### Exercise requirements:
Would you transcribe the records word for word, please?

[Items from a dataset]
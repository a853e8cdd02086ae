//! igal: open one media file, then browse every image, animation and video
//! next to it, newest first.
//!
//! The engine keeps input responsive by scanning the directory and decoding
//! the two neighbors of the cursor on background threads. Animations are
//! transcoded once into a per-directory cache and played back as video.

pub mod classify;
pub mod config;
pub mod error;
pub mod host;
pub mod navigator;
pub mod preload;
pub mod scanner;
pub mod transcode;

pub use classify::{Classifier, MediaKind};
pub use config::Config;
pub use error::{ClassifyError, DecodeError, IndexError, NavError, TranscodeError};
pub use host::{ConsoleHost, PresentationHost};
pub use navigator::Navigator;
pub use preload::{DecodedImage, Direction, ImageDecoder, PrefetchCache, SlotState};
pub use scanner::{scan, DirectoryEntry, ItemList};
pub use transcode::{FfmpegTranscoder, TranscodeCache, Transcoder};
// igal: browse the media files next to a target file, newest first.
// Stills: image crate decode, neighbors prefetched on background threads
// Animations: ffmpeg transcode into .igal_cache, played as video
// Usage: igal [OPTIONS] <FILE> | igal <scan|classify|transcode> ...

const VERSION: &str = env!("CARGO_PKG_VERSION");
const GIT_HASH: &str = env!("GIT_HASH");

mod cli;

use std::path::PathBuf;
use std::process::ExitCode;
use std::sync::Arc;

use clap::{Parser, Subcommand};
use tracing::debug;
use tracing_subscriber::EnvFilter;

use igal::Config;

#[derive(Parser, Debug)]
#[command(
    name = "igal",
    about = "Image gallery: open a file, browse its directory",
    version = concat!(env!("CARGO_PKG_VERSION"), " (", env!("GIT_HASH"), ")")
)]
struct Cli {
    #[command(subcommand)]
    command: Option<Commands>,

    /// Image, animation or video to open
    target: Option<PathBuf>,

    /// Transcoder binary (default: ffmpeg from PATH)
    #[arg(long, global = true)]
    ffmpeg: Option<PathBuf>,

    /// Seconds before a hung transcode is killed
    #[arg(long, value_name = "SECS", global = true)]
    transcode_timeout: Option<u64>,

    /// Debug logging
    #[arg(short, long, global = true)]
    debug: bool,
}

#[derive(Subcommand, Debug)]
enum Commands {
    /// List a directory's media files in browsing order
    Scan { dir: PathBuf },
    /// Print the media kind of each file
    Classify {
        #[arg(required = true)]
        files: Vec<PathBuf>,
    },
    /// Transcode an animation into the cache and print the playable path
    Transcode { file: PathBuf },
}

fn init_tracing(debug: bool) {
    let filter = if debug {
        EnvFilter::new("igal=debug")
    } else {
        EnvFilter::try_from_default_env().unwrap_or_else(|_| EnvFilter::new("igal=info"))
    };
    tracing_subscriber::fmt()
        .with_env_filter(filter)
        .with_writer(std::io::stderr)
        .with_target(false)
        .init();
}

fn load_config(args: &Cli) -> Config {
    let mut config = Config::load();
    if let Some(ffmpeg) = &args.ffmpeg {
        config.ffmpeg = ffmpeg.clone();
    }
    if let Some(secs) = args.transcode_timeout {
        config.transcode_timeout_secs = secs;
    }
    config
}

fn main() -> ExitCode {
    let args = Cli::parse();

    if args.command.is_none() && args.target.is_none() {
        eprintln!("No target argument provided!");
        return ExitCode::from(1);
    }

    init_tracing(args.debug);
    debug!("igal {} ({})", VERSION, GIT_HASH);
    let config = Arc::new(load_config(&args));

    // ── CLI subcommands (non-interactive, exit after) ───────────────────
    let result = match &args.command {
        Some(Commands::Scan { dir }) => cli::scan(&config, dir),
        Some(Commands::Classify { files }) => cli::classify(config, files),
        Some(Commands::Transcode { file }) => cli::transcode(config, file),
        None => match &args.target {
            Some(target) => cli::session(config, target),
            None => Ok(()),
        },
    };

    match result {
        Ok(()) => ExitCode::SUCCESS,
        Err(e) => {
            eprintln!("igal: {:#}", e);
            ExitCode::from(cli::exit_status(&e))
        }
    }
}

### Written solution:
repository a853e8cdd02086ae
//! igal: open one media file, then browse every image, animation and video
//! next to it, newest first.
//!
//! The engine keeps input responsive by scanning the directory and decoding
//! the two neighbors of the cursor on background threads. Animations are
//! transcoded once into a per-directory cache and played back as video.

pub mod classify;
pub mod config;
pub mod error;
pub mod host;
pub mod navigator;
pub mod preload;
pub mod scanner;
pub mod transcode;

pub use classify::{Classifier, MediaKind};
pub use config::Config;
pub use error::{ClassifyError, DecodeError, IndexError, NavError, TranscodeError};
pub use host::{ConsoleHost, PresentationHost};
pub use navigator::Navigator;
pub use preload::{DecodedImage, Direction, ImageDecoder, PrefetchCache, SlotState};
pub use scanner::{scan, DirectoryEntry, ItemList};
pub use transcode::{FfmpegTranscoder, TranscodeCache, Transcoder};
// igal: browse the media files next to a target file, newest first.
// Stills: image crate decode, neighbors prefetched on background threads
// Animations: ffmpeg transcode into .igal_cache, played as video
// Usage: igal [OPTIONS] <FILE> | igal <scan|classify|transcode> ...

const VERSION: &str = env!("CARGO_PKG_VERSION");
const GIT_HASH: &str = env!("GIT_HASH");

mod cli;

use std::path::PathBuf;
use std::process::ExitCode;
use std::sync::Arc;

use clap::{Parser, Subcommand};
use tracing::debug;
use tracing_subscriber::EnvFilter;

use igal::Config;

#[derive(Parser, Debug)]
#[command(
    name = "igal",
    about = "Image gallery: open a file, browse its directory",
    version = concat!(env!("CARGO_PKG_VERSION"), " (", env!("GIT_HASH"), ")")
)]
struct Cli {
    #[command(subcommand)]
    command: Option<Commands>,

    /// Image, animation or video to open
    target: Option<PathBuf>,

    /// Transcoder binary (default: ffmpeg from PATH)
    #[arg(long, global = true)]
    ffmpeg: Option<PathBuf>,

    /// Seconds before a hung transcode is killed
    #[arg(long, value_name = "SECS", global = true)]
    transcode_timeout: Option<u64>,

    /// Debug logging
    #[arg(short, long, global = true)]
    debug: bool,
}

#[derive(Subcommand, Debug)]
enum Commands {
    /// List a directory's media files in browsing order
    Scan { dir: PathBuf },
    /// Print the media kind of each file
    Classify {
        #[arg(required = true)]
        files: Vec<PathBuf>,
    },
    /// Transcode an animation into the cache and print the playable path
    Transcode { file: PathBuf },
}

fn init_tracing(debug: bool) {
    let filter = if debug {
        EnvFilter::new("igal=debug")
    } else {
        EnvFilter::try_from_default_env().unwrap_or_else(|_| EnvFilter::new("igal=info"))
    };
    tracing_subscriber::fmt()
        .with_env_filter(filter)
        .with_writer(std::io::stderr)
        .with_target(false)
        .init();
}

fn load_config(args: &Cli) -> Config {
    let mut config = Config::load();
    if let Some(ffmpeg) = &args.ffmpeg {
        config.ffmpeg = ffmpeg.clone();
    }
    if let Some(secs) = args.transcode_timeout {
        config.transcode_timeout_secs = secs;
    }
    config
}

fn main() -> ExitCode {
    let args = Cli::parse();

    if args.command.is_none() && args.target.is_none() {
        eprintln!("No target argument provided!");
        return ExitCode::from(1);
    }

    init_tracing(args.debug);
    debug!("igal {} ({})", VERSION, GIT_HASH);
    let config = Arc::new(load_config(&args));

    // ── CLI subcommands (non-interactive, exit after) ───────────────────
    let result = match &args.command {
        Some(Commands::Scan { dir }) => cli::scan(&config, dir),
        Some(Commands::Classify { files }) => cli::classify(config, files),
        Some(Commands::Transcode { file }) => cli::transcode(config, file),
        None => match &args.target {
            Some(target) => cli::session(config, target),
            None => Ok(()),
        },
    };

    match result {
        Ok(()) => ExitCode::SUCCESS,
        Err(e) => {
            eprintln!("igal: {:#}", e);
            ExitCode::from(cli::exit_status(&e))
        }
    }
}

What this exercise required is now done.